Let’s take AI-driven email spoofing – where AI is used to forge sender addresses at scale – as an example. Since many letters and numbers are hard to differentiate between in the most commonly used fonts, it is difficult for users to spot these phishing attempts (or at the very least, prohibitively time consuming), increasing the likelihood of the user opening the email and clicking into malicious links. Combine this with email content and links that appear credible thanks to generative AI, and it becomes increasingly unrealistic and deleterious to productivity for organizations to expect their employees to identify phishing emails.

The answer to this growing problem could be simpler than we think. One solution that works and has already been applied to great effect in industries such as banking is security notifications that pop up before users engage in potentially risky behaviour. These ‘security nudges’ alert users in real-time when potential security threats emerge and prompt them in-the-moment to actively think about risk.

For example, these nudges could be configured to pop up before a user inputs financial information into a website, or to flag up a risky-looking link that, to the employee, may appear perfectly safe. Nudges have a clear message and can incorporate arresting imagery to engage users and get them to make more considered and safer choices.

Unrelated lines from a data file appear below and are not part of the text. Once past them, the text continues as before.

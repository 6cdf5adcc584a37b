//! Tool registry for managing and executing book tools.

use std::collections::HashMap;
use std::sync::Arc;

use chat_core::ProgressSink;
use serde_json::Value;
use tracing::{debug, info};

use crate::error::ToolError;
use crate::function::BookFunction;
use crate::tool::{Tool, ToolArgs, ToolOutput};

/// Registry for managing tools.
///
/// Holds one handler per [`BookFunction`] and dispatches execution requests
/// by function name.
pub struct ToolRegistry {
    tools: HashMap<BookFunction, Arc<dyn Tool>>,
}

impl ToolRegistry {
    /// Create a new empty registry.
    pub fn new() -> Self {
        Self {
            tools: HashMap::new(),
        }
    }

    /// Register a tool.
    ///
    /// If a tool for the same function already exists, it will be replaced.
    pub fn register<T: Tool + 'static>(&mut self, tool: T) {
        self.register_shared(Arc::new(tool));
    }

    /// Register a shared tool.
    pub fn register_shared(&mut self, tool: Arc<dyn Tool>) {
        info!("Registering tool: {}", tool.name());
        self.tools.insert(tool.function(), tool);
    }

    /// Registered function names, sorted by declaration order.
    pub fn list_tools(&self) -> Vec<&'static str> {
        let mut functions: Vec<BookFunction> = self.tools.keys().copied().collect();
        functions.sort();
        functions.into_iter().map(|f| f.name()).collect()
    }

    pub fn get(&self, function: BookFunction) -> Option<&Arc<dyn Tool>> {
        self.tools.get(&function)
    }

    /// Check if a tool is registered.
    pub fn has_tool(&self, name: &str) -> bool {
        BookFunction::from_name(name).is_some_and(|f| self.tools.contains_key(&f))
    }

    /// Fail if any known function lacks a handler.
    pub fn validate(&self) -> Result<(), ToolError> {
        for function in BookFunction::ALL {
            if !self.tools.contains_key(&function) {
                return Err(ToolError::Unregistered(function.name().to_string()));
            }
        }
        Ok(())
    }

    /// Execute a tool by function.
    pub async fn execute_function(
        &self,
        function: BookFunction,
        args: ToolArgs,
        sink: &dyn ProgressSink,
    ) -> Result<ToolOutput, ToolError> {
        let tool = self
            .tools
            .get(&function)
            .ok_or_else(|| ToolError::Unregistered(function.name().to_string()))?;

        debug!("Executing tool '{}' with {} params", function, args.params.len());

        let result = tool.execute(args, sink).await?;

        debug!("Tool '{}' completed: status={}", function, result.status.as_str());

        Ok(result)
    }

    /// Execute a tool by name with the given parameters.
    pub async fn execute(
        &self,
        name: &str,
        params: HashMap<String, Value>,
        sink: &dyn ProgressSink,
    ) -> Result<ToolOutput, ToolError> {
        let function =
            BookFunction::from_name(name).ok_or_else(|| ToolError::NotFound(name.to_string()))?;
        self.execute_function(function, ToolArgs::new(params), sink).await
    }

    /// Execute a tool with JSON arguments string.
    pub async fn execute_json(
        &self,
        name: &str,
        args_json: &str,
        sink: &dyn ProgressSink,
    ) -> Result<ToolOutput, ToolError> {
        let params: HashMap<String, Value> = serde_json::from_str(args_json)?;
        self.execute(name, params, sink).await
    }
}

impl Default for ToolRegistry {
    fn default() -> Self {
        Self::new()
    }
}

But nudges alone aren’t enough to stop adversaries who have the ability to exploit systems using the built-in functions of a web browser. In 2023 alone, eight zero-day vulnerabilities were identified in the stack that powers Chrome and Edge browsers, including one vulnerability that could exploit a user if they viewed an infected image on a webpage. To avoid these advanced technical attacks, organisations need to push code processing off of their systems. One effective control to do this is remote browser isolation, which processes unevaluated webcode on a virtually or physically distinct system. Combined with edge controls that ensure only trusted sites are exempt from this process, defenders can remove technical risk while mitigating the risk that a user will be tricked into providing sensitive data to adversaries.

The rapid evolution of social engineering techniques that can be applied on an industrial scale means we can no longer realistically rely on employees’ abilities to spot these scams.

Instead of relying on a combination of users, whose expertise and primary responsibility is not network security, and security technologies designed to detect threats once they’ve entered the perimeter, security professionals should pivot to preventing adversaries from accessing corporate systems in the first place. This is only possible through a combination of robust technical controls that mitigate technical risk and real-time nudges that notify users when they may be providing privileged information, such as credentials, to an untrusted party.

Combining robust security controls with real-time nudges that build awareness of security risk and prompt safer browsing behaviours in real time are the best – and perhaps the only – way to stay ahead of hackers’ attempts to trick users. By making deception more visible and protecting users from technical risks, these tools create better outcomes for their organisations. This will be critical in a world where suspicious threats don’t look suspicious.